§ **Source data**
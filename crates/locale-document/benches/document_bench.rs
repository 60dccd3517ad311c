// SPDX-License-Identifier: PMPL-1.0-or-later
// Copyright (c) 2026 Jonathan D.A. Jewell (hyperpolymath) <jonathan.jewell@open.ac.uk>
//
// Criterion benchmarks for the locale-document crate: logo fingerprinting and
// full-document substitution on synthetic templates.

use criterion::{Criterion, black_box, criterion_group, criterion_main};

use locale_document::fixtures::{DocxBuilder, logo_png};
use locale_document::{SectionVariant, SubstitutionEngine, Substitutions, TemplateDocument, fingerprint};

// ---------------------------------------------------------------------------
// Benchmarks
// ---------------------------------------------------------------------------

/// Average-hash a 512x512 PNG, roughly the size of a letterhead logo.
fn bench_fingerprint(c: &mut Criterion) {
    let logo = logo_png(512, 512);

    c.bench_function("fingerprint (512x512 png)", |b| {
        b.iter(|| black_box(fingerprint(black_box(&logo)).ok()));
    });
}

/// Substitute two tokens across 200 body paragraphs, a table and headers.
fn bench_substitution(c: &mut Criterion) {
    let mut builder = DocxBuilder::new()
        .header(SectionVariant::Default, "<<Site>> research office")
        .footer(SectionVariant::Default, "PI: <<PI name>>")
        .table(&[&["Site", "<<Site>>"], &["PI", "<<PI name>>"]]);
    for index in 0..200 {
        builder = builder.paragraph_runs(&["Paragraph ", &index.to_string(), " for <<Site>>, <<PI name>>."]);
    }
    let bytes = builder.build();
    let subs = Substitutions::from_pairs([("<<PI name>>", "Dr. Jane Doe"), ("<<Site>>", "Leeds")]);
    let engine = SubstitutionEngine::default();

    c.bench_function("substitute (200 paragraphs)", |b| {
        b.iter(|| {
            let Ok(mut doc) = TemplateDocument::open("bench.docx", black_box(&bytes)) else {
                return;
            };
            black_box(engine.apply(&mut doc, &subs));
        });
    });
}

criterion_group!(benches, bench_fingerprint, bench_substitution);
criterion_main!(benches);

§ **Task description**
From the first line to the last, retype the records exactly.

§ **Exercise output**
filename crates/locale-document/benches/document_bench.rs
repository 60dccd3517ad311c
// SPDX-License-Identifier: PMPL-1.0-or-later
// Copyright (c) 2026 Jonathan D.A. Jewell (hyperpolymath) <jonathan.jewell@open.ac.uk>
//
// Criterion benchmarks for the locale-document crate: logo fingerprinting and
// full-document substitution on synthetic templates.

use criterion::{Criterion, black_box, criterion_group, criterion_main};

use locale_document::fixtures::{DocxBuilder, logo_png};
use locale_document::{SectionVariant, SubstitutionEngine, Substitutions, TemplateDocument, fingerprint};

// ---------------------------------------------------------------------------
// Benchmarks
// ---------------------------------------------------------------------------

/// Average-hash a 512x512 PNG, roughly the size of a letterhead logo.
fn bench_fingerprint(c: &mut Criterion) {
    let logo = logo_png(512, 512);

    c.bench_function("fingerprint (512x512 png)", |b| {
        b.iter(|| black_box(fingerprint(black_box(&logo)).ok()));
    });
}

/// Substitute two tokens across 200 body paragraphs, a table and headers.
fn bench_substitution(c: &mut Criterion) {
    let mut builder = DocxBuilder::new()
        .header(SectionVariant::Default, "<<Site>> research office")
        .footer(SectionVariant::Default, "PI: <<PI name>>")
        .table(&[&["Site", "<<Site>>"], &["PI", "<<PI name>>"]]);
    for index in 0..200 {
        builder = builder.paragraph_runs(&["Paragraph ", &index.to_string(), " for <<Site>>, <<PI name>>."]);
    }
    let bytes = builder.build();
    let subs = Substitutions::from_pairs([("<<PI name>>", "Dr. Jane Doe"), ("<<Site>>", "Leeds")]);
    let engine = SubstitutionEngine::default();

    c.bench_function("substitute (200 paragraphs)", |b| {
        b.iter(|| {
            let Ok(mut doc) = TemplateDocument::open("bench.docx", black_box(&bytes)) else {
                return;
            };
            black_box(engine.apply(&mut doc, &subs));
        });
    });
}

criterion_group!(benches, bench_fingerprint, bench_substitution);
criterion_main!(benches);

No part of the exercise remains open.